## Action item
Every line in the data below that holds "AppError" should be found and copied.

## Exercise inputs
mod common;

use sqlx::SqlitePool;
use std::sync::Arc;
use tinylink::domain::repositories::TokenRepository;
use tinylink::error::AppError;
use tinylink::infrastructure::persistence::SqliteTokenRepository;

#[sqlx::test]
async fn test_create_token(pool: SqlitePool) {
    let user_id = common::create_user(&pool, "owner@example.com").await;
    let repo = SqliteTokenRepository::new(Arc::new(pool));

    let token = repo.create_token(user_id, "test-token", "hash123").await.unwrap();

    assert_eq!(token.name, "test-token");
    assert_eq!(token.token_hash, "hash123");
    assert_eq!(token.user_id, user_id);
    assert!(token.revoked_at.is_none());
    assert!(token.last_used_at.is_none());
}

#[sqlx::test]
async fn test_validate_token_resolves_owner(pool: SqlitePool) {
    let user_id = common::create_user(&pool, "owner@example.com").await;
    let repo = SqliteTokenRepository::new(Arc::new(pool));
    repo.create_token(user_id, "valid-token", "validhash").await.unwrap();

    assert_eq!(repo.validate_token("validhash").await.unwrap(), Some(user_id));
    assert_eq!(repo.validate_token("nonexistent").await.unwrap(), None);
}

#[sqlx::test]
async fn test_validate_token_revoked(pool: SqlitePool) {
    let user_id = common::create_user(&pool, "owner@example.com").await;
    let repo = SqliteTokenRepository::new(Arc::new(pool));
    let token = repo
        .create_token(user_id, "revoked-token", "revokedhash")
        .await
        .unwrap();

    repo.revoke_token(token.id).await.unwrap();

    assert_eq!(repo.validate_token("revokedhash").await.unwrap(), None);
    let stored = repo.find_by_id(token.id).await.unwrap().unwrap();
    assert!(stored.revoked_at.is_some());
}

#[sqlx::test]
async fn test_revoke_missing_token(pool: SqlitePool) {
    let repo = SqliteTokenRepository::new(Arc::new(pool));

    let result = repo.revoke_token(42).await;

    assert!(matches!(result, Err(AppError::NotFound { .. })));
}

#[sqlx::test]
async fn test_update_last_used(pool: SqlitePool) {
    let user_id = common::create_user(&pool, "owner@example.com").await;
    let repo = SqliteTokenRepository::new(Arc::new(pool));
    let token = repo.create_token(user_id, "used", "usedhash").await.unwrap();

    repo.update_last_used("usedhash").await.unwrap();

    let stored = repo.find_by_name("used").await.unwrap().unwrap();
    assert_eq!(stored.id, token.id);
    assert!(stored.last_used_at.is_some());
}

#[sqlx::test]
async fn test_list_tokens(pool: SqlitePool) {
    let user_id = common::create_user(&pool, "owner@example.com").await;
    let repo = SqliteTokenRepository::new(Arc::new(pool));
    repo.create_token(user_id, "first", "hash-1").await.unwrap();
    repo.create_token(user_id, "second", "hash-2").await.unwrap();

    let tokens = repo.list_tokens().await.unwrap();

    assert_eq!(tokens.len(), 2);
    assert_eq!(tokens[0].name, "second");
}

#[sqlx::test]
async fn test_duplicate_hash_conflicts(pool: SqlitePool) {
    let user_id = common::create_user(&pool, "owner@example.com").await;
    let repo = SqliteTokenRepository::new(Arc::new(pool));
    repo.create_token(user_id, "a", "samehash").await.unwrap();

    let result = repo.create_token(user_id, "b", "samehash").await;

    assert!(matches!(result, Err(AppError::Conflict { .. })));
}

## Expected answer
use tinylink::error::AppError;
    assert!(matches!(result, Err(AppError::NotFound { .. })));
    assert!(matches!(result, Err(AppError::Conflict { .. })));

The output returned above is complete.